■ **WHAT YOU WILL DO**
Report every line below that has the string "redirecting" in it.

■ **RECORDS FOR THE TASK**
──────
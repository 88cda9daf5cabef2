//! Login page offering Google sign-in.

use leptos::prelude::*;

/// Server endpoint that starts the Google OAuth redirect.
pub const GOOGLE_SIGN_IN_PATH: &str = "/auth/google";

#[component]
pub fn LoginPage() -> impl IntoView {
    let redirecting = RwSignal::new(false);

    view! {
        <div class="login-page">
            <div class="login-card">
                <h1>"Welcome Back"</h1>
                <p class="login-card__subtitle">"Sign in with your Google account to continue"</p>
                <a
                    href=GOOGLE_SIGN_IN_PATH
                    class="login-button"
                    class:login-button--busy=move || redirecting.get()
                    on:click=move |ev| {
                        if redirecting.get() {
                            ev.prevent_default();
                            return;
                        }
                        redirecting.set(true);
                    }
                >
                    {move || if redirecting.get() { "Redirecting..." } else { "Sign in with Google" }}
                </a>
            </div>
        </div>
    }
}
──────
■ **TASK RESPONSE**
    let redirecting = RwSignal::new(false);
                    class:login-button--busy=move || redirecting.get()
                        if redirecting.get() {
                        redirecting.set(true);
                    {move || if redirecting.get() { "Redirecting..." } else { "Sign in with Google" }}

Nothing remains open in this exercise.